Dans sa déclaration, la coalition accuse la junte de violations massives des droits humains, de censure des médias, d’arrestations arbitraires et de corruption généralisée ayant plongé le pays dans une crise économique et sociale profonde. Elle rejette catégoriquement le référendum constitutionnel prévu le 21 septembre 2025, qu’elle considère comme une manœuvre visant à confisquer le pouvoir.
La Synergie critique par ailleurs le silence de la communauté internationale et pointe du doigt le soutien de la France au chef de la junte.

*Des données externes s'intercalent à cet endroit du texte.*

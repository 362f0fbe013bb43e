use crate::emit::FillPolicy;
use std::fmt;
use std::path::{Path, PathBuf};

/// The five record files of one platform dump.
#[derive(Clone, Copy, Debug, PartialEq, Eq, PartialOrd, Ord, Hash)]
pub enum SourceKind {
    Posts,
    Users,
    Votes,
    Comments,
    Badges,
}

impl SourceKind {
    pub const ALL: [SourceKind; 5] = [
        SourceKind::Posts,
        SourceKind::Users,
        SourceKind::Votes,
        SourceKind::Comments,
        SourceKind::Badges,
    ];

    /// File name used by the public dumps.
    pub fn default_file_name(self) -> &'static str {
        match self {
            SourceKind::Posts => "Posts.xml",
            SourceKind::Users => "Users.xml",
            SourceKind::Votes => "Votes.xml",
            SourceKind::Comments => "Comments.xml",
            SourceKind::Badges => "Badges.xml",
        }
    }

    pub fn label(self) -> &'static str {
        match self {
            SourceKind::Posts => "posts",
            SourceKind::Users => "users",
            SourceKind::Votes => "votes",
            SourceKind::Comments => "comments",
            SourceKind::Badges => "badges",
        }
    }

    /// Only posts are required; every other source may be absent.
    pub fn is_mandatory(self) -> bool {
        matches!(self, SourceKind::Posts)
    }

    fn index(self) -> usize {
        self as usize
    }
}

impl fmt::Display for SourceKind {
    fn fmt(&self, f: &mut fmt::Formatter<'_>) -> fmt::Result {
        f.write_str(self.label())
    }
}

/// User-facing options with sensible defaults and builder chaining.
#[derive(Clone, Debug)]
pub struct ETLOptions {
    pub data_dir: PathBuf,            // holds one extracted directory per platform
    pub out_dir: PathBuf,             // receives <platform>.csv
    pub file_names: [String; 5],      // indexed by SourceKind
    pub fill: FillPolicy,             // written wherever a joined value is missing
    pub parallelism: Option<usize>,   // Some(N) to set rayon threads, None to use default
    pub platform_concurrency: usize,  // platforms processed at the same time
    pub skip_platforms: Vec<String>,  // normalized lowercase
    pub progress: bool,
    pub progress_label: Option<String>,
    pub write_run_report: bool,       // run_report.json in out_dir after run_platforms

    // IO tuning
    pub read_buffer_bytes: usize,
    pub write_buffer_bytes: usize,
}

impl Default for ETLOptions {
    fn default() -> Self {
        Self {
            data_dir: PathBuf::from("../UnzippedFiles"),
            out_dir: PathBuf::from("../csv_files"),
            file_names: SourceKind::ALL.map(|k| k.default_file_name().to_string()),
            fill: FillPolicy::default(),
            parallelism: None,
            platform_concurrency: 1, // whole dumps are held in memory
            skip_platforms: Vec::new(),
            progress: true,
            progress_label: None,
            write_run_report: true,

            read_buffer_bytes: 256 * 1024,
            write_buffer_bytes: 256 * 1024,
        }
    }
}

impl ETLOptions {
    pub fn file_name(&self, kind: SourceKind) -> &str {
        &self.file_names[kind.index()]
    }

    /// Directory holding the five XML files of `platform`.
    pub fn platform_dir(&self, platform: &str) -> PathBuf {
        self.data_dir.join(platform)
    }

    pub fn output_path(&self, platform: &str) -> PathBuf {
        self.out_dir.join(format!("{platform}.csv"))
    }

    pub fn is_skipped(&self, platform: &str) -> bool {
        let p = platform.trim().to_lowercase();
        self.skip_platforms.iter().any(|s| *s == p)
    }

    pub fn with_data_dir(mut self, dir: impl AsRef<Path>) -> Self {
        self.data_dir = dir.as_ref().to_path_buf();
        self
    }
    pub fn with_out_dir(mut self, dir: impl AsRef<Path>) -> Self {
        self.out_dir = dir.as_ref().to_path_buf();
        self
    }
    pub fn with_file_name(mut self, kind: SourceKind, name: impl Into<String>) -> Self {
        self.file_names[kind.index()] = name.into();
        self
    }
    pub fn with_fill_value(mut self, fill: impl Into<String>) -> Self {
        self.fill = FillPolicy::Constant(fill.into());
        self
    }
    pub fn with_fill_policy(mut self, fill: FillPolicy) -> Self {
        self.fill = fill;
        self
    }
    pub fn with_parallelism(mut self, threads: usize) -> Self {
        self.parallelism = Some(threads);
        self
    }
    pub fn with_platform_concurrency(mut self, n: usize) -> Self {
        self.platform_concurrency = n.max(1);
        self
    }
    pub fn with_skip_platforms<I, S>(mut self, names: I) -> Self
    where
        I: IntoIterator<Item = S>,
        S: AsRef<str>,
    {
        let mut v: Vec<String> = names
            .into_iter()
            .map(|s| s.as_ref().trim().to_lowercase())
            .filter(|s| !s.is_empty())
            .collect();
        v.sort();
        v.dedup();
        self.skip_platforms = v;
        self
    }
    pub fn with_progress(mut self, yes: bool) -> Self {
        self.progress = yes;
        self
    }
    pub fn with_progress_label(mut self, label: impl Into<String>) -> Self {
        self.progress_label = Some(label.into());
        self
    }
    pub fn with_run_report(mut self, yes: bool) -> Self {
        self.write_run_report = yes;
        self
    }
    pub fn with_io_buffers(mut self, read_bytes: usize, write_bytes: usize) -> Self {
        self.read_buffer_bytes = read_bytes.max(8 * 1024);
        self.write_buffer_bytes = write_bytes.max(8 * 1024);
        self
    }
}
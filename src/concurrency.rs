//! Concurrency helper: limit the number of platforms processed in parallel.

use rayon::prelude::*;

/// Run `f` over `items` with at most `limit` in flight, keeping every result
/// in input order. A failing item never stops the others.
pub fn map_limited<T, R, F>(items: &[T], limit: usize, f: F) -> Vec<R>
where
    T: Sync,
    R: Send,
    F: Sync + Fn(&T) -> R,
{
    if limit <= 1 {
        return items.iter().map(&f).collect();
    }
    let mut out = Vec::with_capacity(items.len());
    for chunk in items.chunks(limit) {
        out.extend(chunk.par_iter().map(&f).collect::<Vec<_>>());
    }
    out
}
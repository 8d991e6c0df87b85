use std::collections::BTreeMap;
use std::collections::VecDeque;
use std::sync::atomic::AtomicUsize;
use std::sync::atomic::Ordering;

use async_trait::async_trait;
use futures::StreamExt;
use parking_lot::Mutex;
use tokio::sync::mpsc;
use tokio_stream::wrappers::UnboundedReceiverStream;
use tracing::debug;
use tracing::trace;

use super::ObjectList;
use super::ObjectStore;
use super::Resource;
use super::WatchEvent;
use super::WatchEventStream;
use crate::FieldSelector;
use crate::ObjectKey;
use crate::StoreError;

/// Objects the in-memory store can stamp with a new resource version.
pub trait VersionedResource: Resource {
    fn set_resource_version(
        &mut self,
        version: String,
    );
}

type EventSender<K> = mpsc::UnboundedSender<Result<WatchEvent<K>, StoreError>>;

struct Watcher<K> {
    selector: FieldSelector,
    sender: EventSender<K>,
}

struct MemoryInner<K> {
    objects: BTreeMap<ObjectKey, K>,
    /// Last assigned revision (monotonically increasing)
    revision: u64,
    /// Change log replayed to watchers resuming from an older revision
    history: VecDeque<(u64, WatchEvent<K>)>,
    /// Oldest entries are compacted away beyond this many
    history_limit: usize,
    /// Revisions at or below this are no longer in `history`
    compacted: u64,
    watchers: Vec<Watcher<K>>,
    failing_lists: usize,
    failing_watches: usize,
}

/// Change log entries kept by [`MemoryStore::new`]
pub const DEFAULT_HISTORY_LIMIT: usize = 1024;

/// In-process [`ObjectStore`] with list/watch semantics and fault injection.
///
/// Every mutation bumps a store-wide revision, stamps it on the object,
/// appends it to a change log and broadcasts it to matching watchers.
pub struct MemoryStore<K> {
    inner: Mutex<MemoryInner<K>>,
    list_calls: AtomicUsize,
    watch_calls: AtomicUsize,
}

impl<K: VersionedResource> Default for MemoryStore<K> {
    fn default() -> Self {
        Self::new()
    }
}

impl<K: VersionedResource> MemoryStore<K> {
    pub fn new() -> Self {
        Self::with_history_limit(DEFAULT_HISTORY_LIMIT)
    }

    /// Store whose change log keeps at most `limit` entries. Watchers resuming
    /// from a revision that fell out of the log get [`StoreError::Expired`].
    pub fn with_history_limit(limit: usize) -> Self {
        Self {
            inner: Mutex::new(MemoryInner {
                objects: BTreeMap::new(),
                revision: 0,
                history: VecDeque::new(),
                history_limit: limit.max(1),
                compacted: 0,
                watchers: Vec::new(),
                failing_lists: 0,
                failing_watches: 0,
            }),
            list_calls: AtomicUsize::new(0),
            watch_calls: AtomicUsize::new(0),
        }
    }

    /// Creates or replaces the object, emitting `Added` or `Modified`.
    pub fn apply(
        &self,
        mut obj: K,
    ) -> K {
        let mut inner = self.inner.lock();
        inner.revision += 1;
        obj.set_resource_version(inner.revision.to_string());

        let key = ObjectKey::from_resource(&obj);
        let event = match inner.objects.insert(key, obj.clone()) {
            Some(_) => WatchEvent::Modified(obj.clone()),
            None => WatchEvent::Added(obj.clone()),
        };
        Self::publish(&mut inner, event);
        obj
    }

    /// Removes the object, emitting `Deleted`. Returns the removed object.
    pub fn delete(
        &self,
        key: &ObjectKey,
    ) -> Option<K> {
        let mut inner = self.inner.lock();
        let mut obj = inner.objects.remove(key)?;
        inner.revision += 1;
        obj.set_resource_version(inner.revision.to_string());
        Self::publish(&mut inner, WatchEvent::Deleted(obj.clone()));
        Some(obj)
    }

    pub fn get(
        &self,
        key: &ObjectKey,
    ) -> Option<K> {
        self.inner.lock().objects.get(key).cloned()
    }

    pub fn current_revision(&self) -> u64 {
        self.inner.lock().revision
    }

    /// Number of `list` calls served so far, including injected failures
    pub fn list_calls(&self) -> usize {
        self.list_calls.load(Ordering::SeqCst)
    }

    pub fn watch_calls(&self) -> usize {
        self.watch_calls.load(Ordering::SeqCst)
    }

    /// Open watch connections
    pub fn watcher_count(&self) -> usize {
        let mut inner = self.inner.lock();
        inner.watchers.retain(|w| !w.sender.is_closed());
        inner.watchers.len()
    }

    /// The next `n` list calls fail with [`StoreError::Unavailable`]
    pub fn fail_next_lists(
        &self,
        n: usize,
    ) {
        self.inner.lock().failing_lists = n;
    }

    /// The next `n` watch calls fail with [`StoreError::Unavailable`]
    pub fn fail_next_watches(
        &self,
        n: usize,
    ) {
        self.inner.lock().failing_watches = n;
    }

    /// Drops every open watch connection; their streams end.
    pub fn disconnect_watchers(&self) {
        let dropped = std::mem::take(&mut self.inner.lock().watchers);
        debug!(watchers = dropped.len(), "memory store disconnected watchers");
    }

    /// Discards the change log and tells open watchers their version expired.
    pub fn compact(&self) {
        let mut inner = self.inner.lock();
        inner.compacted = inner.revision;
        inner.history.clear();
        let revision = inner.revision.to_string();
        for watcher in inner.watchers.drain(..) {
            let _ = watcher.sender.send(Err(StoreError::Expired(revision.clone())));
        }
    }

    fn publish(
        inner: &mut MemoryInner<K>,
        event: WatchEvent<K>,
    ) {
        let revision = inner.revision;
        inner.watchers.retain(|w| {
            if !w.selector.matches(event.object()) {
                return !w.sender.is_closed();
            }
            w.sender.send(Ok(event.clone())).is_ok()
        });
        trace!(revision, kind = event.kind(), "memory store published event");
        inner.history.push_back((revision, event));
        while inner.history.len() > inner.history_limit {
            if let Some((dropped, _)) = inner.history.pop_front() {
                inner.compacted = dropped;
            }
        }
    }
}

#[async_trait]
impl<K: VersionedResource> ObjectStore<K> for MemoryStore<K> {
    async fn list(
        &self,
        selector: &FieldSelector,
    ) -> Result<ObjectList<K>, StoreError> {
        self.list_calls.fetch_add(1, Ordering::SeqCst);
        let mut inner = self.inner.lock();
        if inner.failing_lists > 0 {
            inner.failing_lists -= 1;
            return Err(StoreError::Unavailable("injected list failure".to_string()));
        }

        let items = inner.objects.values().filter(|obj| selector.matches(*obj)).cloned().collect();
        Ok(ObjectList {
            items,
            resource_version: inner.revision.to_string(),
        })
    }

    async fn watch(
        &self,
        selector: &FieldSelector,
        resource_version: &str,
    ) -> Result<WatchEventStream<K>, StoreError> {
        self.watch_calls.fetch_add(1, Ordering::SeqCst);
        let mut inner = self.inner.lock();
        if inner.failing_watches > 0 {
            inner.failing_watches -= 1;
            return Err(StoreError::Unavailable("injected watch failure".to_string()));
        }

        let from = match resource_version {
            "" => inner.revision,
            rv => rv.parse::<u64>().map_err(|_| StoreError::Expired(rv.to_string()))?,
        };
        if from < inner.compacted {
            return Err(StoreError::Expired(resource_version.to_string()));
        }

        let (sender, receiver) = mpsc::unbounded_channel();
        for (revision, event) in inner.history.iter() {
            if *revision > from && selector.matches(event.object()) {
                let _ = sender.send(Ok(event.clone()));
            }
        }
        inner.watchers.push(Watcher {
            selector: selector.clone(),
            sender,
        });

        Ok(UnboundedReceiverStream::new(receiver).boxed())
    }
}
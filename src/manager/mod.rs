//! Owner-level subscriptions on top of the [`KeyedMultiplexer`].
//!
//! Each owner (e.g. a parent resource referencing an object by name) holds at
//! most one subscription. The target object lives in the owner's namespace.
//! Owner keys and object keys are separate key spaces: many owners referencing
//! the same object share the object's single watch stream.

#[cfg(test)]
mod manager_test;

use std::collections::HashMap;
use std::sync::Arc;

use tokio::sync::Mutex;
use tokio_util::sync::CancellationToken;
use tracing::info;

use crate::Error;
use crate::EventHandler;
use crate::HandlerFns;
use crate::HandlerRegistration;
use crate::KeyedMultiplexer;
use crate::NotFoundError;
use crate::ObjectKey;
use crate::OwnerKey;
use crate::Resource;
use crate::Result;
use crate::ValidationError;

pub struct SubscriptionManager<K: Resource> {
    multiplexer: Arc<KeyedMultiplexer<K>>,
    /// Handler attached to every new subscription
    handler: Arc<dyn EventHandler<K>>,
    /// Serializes all operations. Only ever calls into the multiplexer, never
    /// the reverse, so the two locks cannot form a cycle.
    registered: Mutex<HashMap<OwnerKey, HandlerRegistration>>,
}

impl<K: Resource> SubscriptionManager<K> {
    /// Manager whose subscriptions use a no-op handler
    pub fn new(multiplexer: Arc<KeyedMultiplexer<K>>) -> Self {
        Self {
            multiplexer,
            handler: Arc::new(HandlerFns::<K>::new()),
            registered: Mutex::new(HashMap::new()),
        }
    }

    /// Replaces the handler used by subsequent registrations.
    pub fn with_handler(
        mut self,
        handler: Arc<dyn EventHandler<K>>,
    ) -> Self {
        self.handler = handler;
        self
    }

    pub fn multiplexer(&self) -> &Arc<KeyedMultiplexer<K>> {
        &self.multiplexer
    }

    /// Subscribes `owner` to the object `target_name` in the owner's namespace.
    ///
    /// Fails with [`Error::AlreadyExists`] if the owner already holds a
    /// subscription; the existing one is left untouched.
    ///
    /// Waits for the target's stream to sync while holding the manager lock,
    /// so every other `register`, `unregister` and `get_current` call waits
    /// too. Against an unreachable target that wait is unbounded unless
    /// `cancel` fires or `sync_timeout_ms` is configured on the multiplexer.
    pub async fn register(
        &self,
        owner: OwnerKey,
        target_name: &str,
        cancel: &CancellationToken,
    ) -> Result<()> {
        validate_owner(&owner)?;

        let mut registered = self.registered.lock().await;
        if registered.contains_key(&owner) {
            return Err(Error::AlreadyExists(owner));
        }

        let target = owner.target(target_name);
        let registration = self
            .multiplexer
            .subscribe(&target.namespace, &target.name, self.handler.clone(), cancel)
            .await?;
        info!(owner = %owner, target = %registration.key(), "owner registered");
        registered.insert(owner, registration);
        Ok(())
    }

    pub async fn unregister(
        &self,
        owner: &OwnerKey,
    ) -> Result<()> {
        let mut registered = self.registered.lock().await;
        let registration = registered
            .get(owner)
            .ok_or_else(|| Error::NotFound(NotFoundError::Owner(owner.clone())))?;

        self.multiplexer.unsubscribe(registration)?;
        registered.remove(owner);
        info!(owner = %owner, "owner unregistered");
        Ok(())
    }

    /// Current object referenced by `owner`.
    pub async fn get_current(
        &self,
        owner: &OwnerKey,
    ) -> Result<K> {
        let registration = self
            .registered
            .lock()
            .await
            .get(owner)
            .cloned()
            .ok_or_else(|| Error::NotFound(NotFoundError::Owner(owner.clone())))?;

        self.multiplexer.get_current(&registration).await
    }

    pub async fn is_registered(
        &self,
        owner: &OwnerKey,
    ) -> bool {
        self.registered.lock().await.contains_key(owner)
    }

    /// Object key the owner is subscribed to
    pub async fn registered_target(
        &self,
        owner: &OwnerKey,
    ) -> Option<ObjectKey> {
        self.registered.lock().await.get(owner).map(|r| r.key().clone())
    }

    pub async fn len(&self) -> usize {
        self.registered.lock().await.len()
    }

    pub async fn is_empty(&self) -> bool {
        self.registered.lock().await.is_empty()
    }
}

fn validate_owner(owner: &OwnerKey) -> Result<()> {
    if owner.namespace.is_empty() {
        return Err(ValidationError::EmptyNamespace.into());
    }
    if owner.name.is_empty() {
        return Err(ValidationError::EmptyOwner.into());
    }
    Ok(())
}
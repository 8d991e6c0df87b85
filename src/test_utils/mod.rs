//! the test_utils folder here will share fixtures between the unit tests of
//! the watch stream, the multiplexer and the subscription manager
mod common;
mod recording_handler;

pub use common::*;
pub use recording_handler::*;
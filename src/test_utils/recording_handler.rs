use parking_lot::Mutex;

use super::TestSecret;
use crate::EventHandler;

#[derive(Debug, Clone, PartialEq, Eq)]
pub enum Recorded {
    Add(TestSecret),
    Update(TestSecret, TestSecret),
    Delete(TestSecret),
}

/// Handler that keeps every callback it receives, in order.
#[derive(Debug, Default)]
pub struct RecordingHandler {
    events: Mutex<Vec<Recorded>>,
}

impl RecordingHandler {
    pub fn new() -> Self {
        Self::default()
    }

    pub fn events(&self) -> Vec<Recorded> {
        self.events.lock().clone()
    }

    pub fn len(&self) -> usize {
        self.events.lock().len()
    }

    pub fn adds(&self) -> usize {
        self.count(|e| matches!(e, Recorded::Add(_)))
    }

    pub fn updates(&self) -> usize {
        self.count(|e| matches!(e, Recorded::Update(_, _)))
    }

    pub fn deletes(&self) -> usize {
        self.count(|e| matches!(e, Recorded::Delete(_)))
    }

    fn count(
        &self,
        f: impl Fn(&Recorded) -> bool,
    ) -> usize {
        self.events.lock().iter().filter(|e| f(e)).count()
    }
}

impl EventHandler<TestSecret> for RecordingHandler {
    fn on_add(
        &self,
        obj: &TestSecret,
    ) {
        self.events.lock().push(Recorded::Add(obj.clone()));
    }

    fn on_update(
        &self,
        old: &TestSecret,
        new: &TestSecret,
    ) {
        self.events.lock().push(Recorded::Update(old.clone(), new.clone()));
    }

    fn on_delete(
        &self,
        obj: &TestSecret,
    ) {
        self.events.lock().push(Recorded::Delete(obj.clone()));
    }
}
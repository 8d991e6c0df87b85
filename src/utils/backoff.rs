use std::time::Duration;

use rand::Rng;

use crate::BackoffPolicy;

/// Exponential backoff with jitter, driven by a [`BackoffPolicy`].
///
/// The n-th delay is `base_delay * 2^n`, capped at `max_delay`, with up to 20%
/// random jitter subtracted so that many streams failing together do not
/// reconnect in lockstep.
#[derive(Debug, Clone)]
pub struct Backoff {
    policy: BackoffPolicy,
    attempts: usize,
}

impl Backoff {
    pub fn new(policy: BackoffPolicy) -> Self {
        Self { policy, attempts: 0 }
    }

    /// Consecutive failures recorded since the last reset
    pub fn attempts(&self) -> usize {
        self.attempts
    }

    /// Records one failure and returns the delay before the next attempt.
    ///
    /// Returns `None` once a finite `max_retries` has been used up.
    pub fn next_delay(&mut self) -> Option<Duration> {
        if !self.policy.is_unlimited() && self.attempts >= self.policy.max_retries {
            return None;
        }
        let delay = self.raw_delay(self.attempts);
        self.attempts = self.attempts.saturating_add(1);
        Some(jitter(delay))
    }

    pub fn reset(&mut self) {
        self.attempts = 0;
    }

    fn raw_delay(
        &self,
        attempt: usize,
    ) -> Duration {
        let max = self.policy.max_delay();
        // 2^31 * base already exceeds any sane cap
        let shift = attempt.min(31) as u32;
        self.policy
            .base_delay()
            .checked_mul(1u32 << shift)
            .map_or(max, |d| d.min(max))
    }
}

fn jitter(delay: Duration) -> Duration {
    let millis = delay.as_millis() as u64;
    if millis < 5 {
        return delay;
    }
    let spread = rand::thread_rng().gen_range(0..=millis / 5);
    Duration::from_millis(millis - spread)
}
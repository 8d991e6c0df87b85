//! # d-watch
//!
//! Lets a controller observe a large, changing set of individually named
//! remote objects without opening one watch per subscriber.
//!
//! ```text
//! controller ─► SubscriptionManager ─► KeyedMultiplexer ─► WatchStream ─► ObjectStore
//!                (owner → registration)  (key → stream, refcount)  (list/watch, cache)
//! ```
//!
//! Subscribers of the same [`ObjectKey`] share one reference-counted
//! [`WatchStream`], started on first subscription and stopped on the last
//! unsubscription. Change events flow back from the store through the
//! stream's single-object cache to every registered [`EventHandler`].
//!
//! Transient store failures are retried inside the stream with backoff and
//! never surface to callers. As a consequence `subscribe` and `get_current`
//! can block indefinitely against an unreachable store unless the caller
//! passes a cancellation token that fires, or `sync_timeout_ms` is set in
//! [`WatchConfig`].

mod config;
mod errors;
mod key;
mod manager;
mod multiplexer;
mod store;
mod watch;

pub mod metrics;
pub mod utils;

pub use config::*;
pub use errors::*;
pub use key::*;
pub use manager::*;
pub use multiplexer::*;
pub use store::*;
pub use utils::Backoff;
pub use watch::*;

//-----------------------------------------------------------
// Test utils

#[cfg(test)]
pub mod test_utils;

Elle exige la libération immédiate des détenus politiques, le retour des exilés et l’implication urgente de la CEDEAO, de l’Union africaine et de l’ONU pour un retour rapide à l’ordre Constitutionnel.
Les Forces Vives préviennent qu’elles ne reconnaîtront aucun référendum organisé par le ministère de l’Administration du territoire, qu’elles jugent « discrédité ». La diaspora promet ainsi de faire entendre la voix des Guinéens dans la rue, le 6 septembre, pour remettre la transition démocratique sur les rails.